Two SSH flavors — and the scp size trap:

Proxy SSH (default, via Vast's proxy): "works on all machines, slower for data transfer." It carries scp but is throttled — vast's own guidance is scp over proxy only for transfers under ~1 GB; above that "using the direct ssh connection is recommended" (verified docs.vast.ai/.../data-movement 2026-06).
Direct SSH (direct-TCP to the host): "requires machines with open ports, faster and more reliable, the preferred method." This is the one that carries large scp/rsync/vastai copy without stalling. It requires the offer to expose open ports → filter direct_port_count>=1 and create with --direct.
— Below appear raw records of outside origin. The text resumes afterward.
pub mod deterministic;
pub mod interpreter;
pub mod metrics;
pub mod orchestrator;
pub mod prompt;

pub use orchestrator::{offline, Analyzer};
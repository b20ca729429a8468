//! Price-series statistics shared by every analysis tier.

/// Number of trailing sessions the analysis looks at.
pub const LOOKBACK: usize = 30;

/// Population standard deviation of day-over-day percentage returns.
///
/// Fewer than 2 prices carry no return and yield 0.0. A pair whose base price
/// is not positive is skipped. Two prices give a single return and therefore
/// also 0.0; below ~5 points the value is not a meaningful volatility signal.
pub fn volatility(prices: &[f64]) -> f64 {
    let returns: Vec<f64> = prices
        .windows(2)
        .filter(|w| w[0] > 0.0)
        .map(|w| (w[1] - w[0]) / w[0] * 100.0)
        .collect();

    if returns.is_empty() {
        return 0.0;
    }

    let n = returns.len() as f64;
    let mean = returns.iter().sum::<f64>() / n;
    let variance = returns.iter().map(|r| (r - mean).powi(2)).sum::<f64>() / n;
    variance.sqrt()
}

/// Mean of the last `min(period, prices.len())` prices. Empty input is 0.0.
pub fn simple_moving_average(prices: &[f64], period: usize) -> f64 {
    let take = period.min(prices.len());
    if take == 0 {
        return 0.0;
    }
    let tail = &prices[prices.len() - take..];
    tail.iter().sum::<f64>() / take as f64
}

/// Percentage change from `base` to `current`; 0.0 when `base` is not positive.
pub fn percent_change(base: f64, current: f64) -> f64 {
    if base <= 0.0 {
        return 0.0;
    }
    (current - base) / base * 100.0
}

/// Summary figures computed once per request and shared by every tier.
#[derive(Debug, Clone, PartialEq)]
pub struct PriceSummary {
    /// Closes of the last [`LOOKBACK`] sessions, oldest first.
    pub recent_closes: Vec<f64>,
    pub price_change_30d: f64,
    pub volatility: f64,
}

impl PriceSummary {
    pub fn new(current_price: f64, closes: &[f64]) -> Self {
        let start = closes.len().saturating_sub(LOOKBACK);
        let recent_closes = closes[start..].to_vec();
        let price_change_30d = recent_closes
            .first()
            .map(|&base| percent_change(base, current_price))
            .unwrap_or(0.0);
        let volatility = volatility(&recent_closes);
        Self {
            recent_closes,
            price_change_30d,
            volatility,
        }
    }
}
use chrono::NaiveDate;
use serde::{Deserialize, Serialize};

#[derive(Debug, Clone, PartialEq, Serialize, Deserialize)]
pub struct PricePoint {
    pub date: NaiveDate,
    pub open: f64,
    pub high: f64,
    pub low: f64,
    pub close: f64,
    pub volume: u64,
}

#[derive(Debug, Clone, PartialEq, Serialize, Deserialize)]
#[serde(rename_all = "camelCase")]
pub struct StockQuote {
    pub symbol: String,
    pub current_price: f64,
    pub change: f64,
    pub change_percent: f64,
    pub volume: u64,
    pub previous_close: f64,
}

#[derive(Debug, Clone, PartialEq, Serialize, Deserialize)]
pub struct SearchMatch {
    pub symbol: String,
    pub name: String,
    #[serde(rename = "type")]
    pub kind: String,
    pub region: String,
}

/// Subset of the provider's company overview. Keys keep the provider's
/// PascalCase so callers can pass the overview straight back for analysis.
#[derive(Debug, Clone, Default, PartialEq, Serialize, Deserialize)]
#[serde(rename_all = "PascalCase")]
pub struct CompanyInfo {
    #[serde(default)]
    pub name: Option<String>,
    #[serde(default)]
    pub sector: Option<String>,
    #[serde(default)]
    pub market_capitalization: Option<String>,
}

#[derive(Debug, Clone, PartialEq)]
pub struct StockData {
    pub quote: StockQuote,
    pub historical_data: Vec<PricePoint>,
    pub company: Option<CompanyInfo>,
}
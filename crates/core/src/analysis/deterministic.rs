use crate::analysis::metrics::{simple_moving_average, PriceSummary};
use crate::domain::analysis::{AnalysisResult, Confidence, Recommendation, RiskLevel};

const SMA_PERIOD: usize = 20;
const TREND_THRESHOLD_PCT: f64 = 5.0;

/// Offline analysis from price, 30-day change and SMA-20 alone. Needs no
/// network access and cannot fail.
pub fn analyze(symbol: &str, current_price: f64, summary: &PriceSummary) -> AnalysisResult {
    let change = summary.price_change_30d;
    let volatility = summary.volatility;
    let sma20 = simple_moving_average(&summary.recent_closes, SMA_PERIOD);

    let (recommendation, confidence) =
        if current_price > sma20 && change > TREND_THRESHOLD_PCT {
            (Recommendation::Buy, Confidence::new(65))
        } else if current_price < sma20 && change < -TREND_THRESHOLD_PCT {
            (Recommendation::Sell, Confidence::new(60))
        } else {
            (Recommendation::Hold, Confidence::new(50))
        };

    let risk_level = RiskLevel::from_volatility(volatility);

    let analysis = format!(
        "Technical analysis for {symbol}:\n\n\
The stock is currently trading at ${current_price:.2}, showing a {change:.2}% change over the past 30 days. \
The 20-day simple moving average is at ${sma20:.2}.\n\n\
Risk Assessment: {risk_level} risk based on {volatility:.2}% volatility.\n\n\
This analysis is based on technical indicators and historical price movements. \
Always conduct thorough research and consult with financial advisors before making investment decisions."
    );

    let key_points = vec![
        format!("Current price: ${current_price:.2}"),
        format!("30-day change: {change:.2}%"),
        format!("20-day SMA: ${sma20:.2}"),
        format!("Volatility: {volatility:.2}% ({risk_level} risk)"),
        format!("Recommendation: {recommendation} ({confidence}% confidence)"),
    ];

    AnalysisResult {
        analysis,
        recommendation,
        confidence,
        risk_level,
        key_points,
    }
}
Rule: if bulk transfer must work, require direct-TCP at create time. vastai copy "uses rsync and is generally fast and efficient, subject to single-link upload/download constraints" — for a multi-GB result, direct + a resumable loop (references/gotchas_universal.md U12). For a big inbound dataset, prefer wget/curl from a cloud bucket over proxied SSH (much higher throughput). Custom services use Docker -p (e.g. -p 8081:8081); Jupyter defaults to internal 8080 gated by JUPYTER_TOKEN (override the port via JUPYTER_PORT).
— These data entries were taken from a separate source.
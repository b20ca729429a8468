pub mod alpha_vantage;
pub mod provider;
pub mod service;
pub mod throttle;
pub mod types;

pub use provider::{MarketDataError, MarketDataProvider, OutputSize};
pub use service::fetch_stock_data;
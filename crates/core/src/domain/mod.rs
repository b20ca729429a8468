pub mod analysis;
pub mod contract;
pub mod market;
pub mod request;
Bandwidth is metered and host-priced — NOT free by fiat (corrected). "You are charged bandwidth prices for every byte sent or received to or from the instance, regardless of what state it is in," and "pricing is set by the host and is specific to each offer" (verified docs.vast.ai/.../reference/billing + .../instances/pricing 2026-06). In practice many hosts price egress at ~$0 (vast is generally a low/zero egress option), but a given offer can charge per-GB in both directions — read the per-offer bandwidth rate (hover the price on the instance card / search page) before a transfer-heavy job. This is why the frontmatter is free_egress: host-dependent, not true.
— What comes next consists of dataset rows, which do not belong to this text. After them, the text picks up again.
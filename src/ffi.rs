//! FFI interface for C/C++ hosts
//!
//! Provides C-compatible functions for extracting records from HTML.
//! Records and configuration cross the boundary as JSON.

use std::ffi::{c_char, CStr, CString};
use std::ptr;

use serde::Serialize;
use serde_json::json;

use crate::config::ExtractorConfig;
use crate::error::ExtractResult;
use crate::extractors::Extractor;

/// Result struct returned to the host
/// Both pointers are owned by Rust and must be freed via hunt_free_result
#[repr(C)]
pub struct ExtractionResultFFI {
    /// JSON-serialized records (null-terminated)
    pub json_ptr: *mut c_char,
    /// Error message if extraction failed (null-terminated), or null on success
    pub error_ptr: *mut c_char,
}

/// Extract all post cards from an index page.
///
/// On success `json_ptr` holds an array of post summaries.
///
/// # Safety
/// - `html_ptr` must point to valid memory of at least `html_len` bytes
/// - `config_json` must be null or a valid null-terminated C string
/// - Caller must free the result via `hunt_free_result`
#[no_mangle]
pub unsafe extern "C" fn hunt_parse_index(
    html_ptr: *const c_char,
    html_len: usize,
    config_json: *const c_char,
) -> ExtractionResultFFI {
    run(html_ptr, html_len, config_json, |extractor, html| {
        extractor.extract_index(html).map(|posts| json!(posts))
    })
}

/// Extract a post page.
///
/// On success `json_ptr` holds `{"post": {...}, "comment_errors": [...]}`;
/// `comment_errors` is only non-empty when the config selects the `skip`
/// comment policy.
///
/// # Safety
/// Same as hunt_parse_index
#[no_mangle]
pub unsafe extern "C" fn hunt_parse_post(
    html_ptr: *const c_char,
    html_len: usize,
    config_json: *const c_char,
) -> ExtractionResultFFI {
    run(html_ptr, html_len, config_json, |extractor, html| {
        extractor.extract_post(html).map(|extraction| {
            let errors: Vec<String> = extraction
                .comment_errors
                .iter()
                .map(ToString::to_string)
                .collect();
            json!({ "post": extraction.post, "comment_errors": errors })
        })
    })
}

/// Extract a single comment fragment.
///
/// # Safety
/// Same as hunt_parse_index
#[no_mangle]
pub unsafe extern "C" fn hunt_parse_comment(
    html_ptr: *const c_char,
    html_len: usize,
    config_json: *const c_char,
) -> ExtractionResultFFI {
    run(html_ptr, html_len, config_json, |extractor, html| {
        extractor.extract_comment(html).map(|comment| json!(comment))
    })
}

/// Free an ExtractionResultFFI returned by one of the hunt_parse_* functions
///
/// # Safety
/// - `result` must have been returned by a hunt_parse_* function
/// - Must only be called once per result
#[no_mangle]
pub unsafe extern "C" fn hunt_free_result(result: ExtractionResultFFI) {
    if !result.json_ptr.is_null() {
        drop(CString::from_raw(result.json_ptr));
    }
    if !result.error_ptr.is_null() {
        drop(CString::from_raw(result.error_ptr));
    }
}

// Shared argument handling for the hunt_parse_* entry points
unsafe fn run<T: Serialize>(
    html_ptr: *const c_char,
    html_len: usize,
    config_json: *const c_char,
    extract: impl FnOnce(&Extractor, &str) -> ExtractResult<T>,
) -> ExtractionResultFFI {
    let html = if html_ptr.is_null() || html_len == 0 {
        ""
    } else {
        let slice = std::slice::from_raw_parts(html_ptr as *const u8, html_len);
        match std::str::from_utf8(slice) {
            Ok(s) => s,
            Err(_) => return make_error_result("Invalid UTF-8 in HTML content"),
        }
    };

    let config = if config_json.is_null() {
        ExtractorConfig::default()
    } else {
        let config_str = match CStr::from_ptr(config_json).to_str() {
            Ok(s) => s,
            Err(_) => return make_error_result("Invalid UTF-8 in config JSON"),
        };
        match ExtractorConfig::from_json(config_str) {
            Ok(config) => config,
            Err(e) => return make_error_result(&e.to_string()),
        }
    };

    let extractor = match Extractor::new(&config) {
        Ok(extractor) => extractor,
        Err(e) => return make_error_result(&e.to_string()),
    };

    match extract(&extractor, html) {
        Ok(records) => make_json_result(&records),
        Err(e) => make_error_result(&e.to_string()),
    }
}

fn make_json_result<T: Serialize>(records: &T) -> ExtractionResultFFI {
    match serde_json::to_string(records) {
        Ok(json) => match CString::new(json) {
            Ok(cstr) => ExtractionResultFFI {
                json_ptr: cstr.into_raw(),
                error_ptr: ptr::null_mut(),
            },
            Err(_) => make_error_result("Result JSON contains null bytes"),
        },
        Err(e) => make_error_result(&format!("Failed to serialize result: {}", e)),
    }
}

// Helper to create error result
fn make_error_result(msg: &str) -> ExtractionResultFFI {
    let error_cstr = CString::new(msg.replace('\0', " ")).unwrap_or_default();
    ExtractionResultFFI {
        json_ptr: ptr::null_mut(),
        error_ptr: error_cstr.into_raw(),
    }
}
China relevance: none at the platform level. No China datacenters, no /etc/network_turbo equivalent, no built-in HF mirror. The HF-unreachable problem still exists at the workload level from some hosts, but the fix is the job's own HF_ENDPOINT=https://hf-mirror.com / hf_transfer, not a platform script — see references/gotchas_universal.md (HF download) for the resumable-download ladder.

→ verify: ssh <alias> 'echo ok' over the direct endpoint, then a 1-file vastai copy round-trip exits 0.

4. SPOT / INTERRUPTION + RESUME (principle #7/#8)

vast.ai's interruptible rentals are a live continuous-bid auction — the cheap-GPU core of the platform ("can reduce costs by fifty percent or even more"), far more first-class than anything on AutoDL. (verified vast.ai/article/Rental-Types 2026-06)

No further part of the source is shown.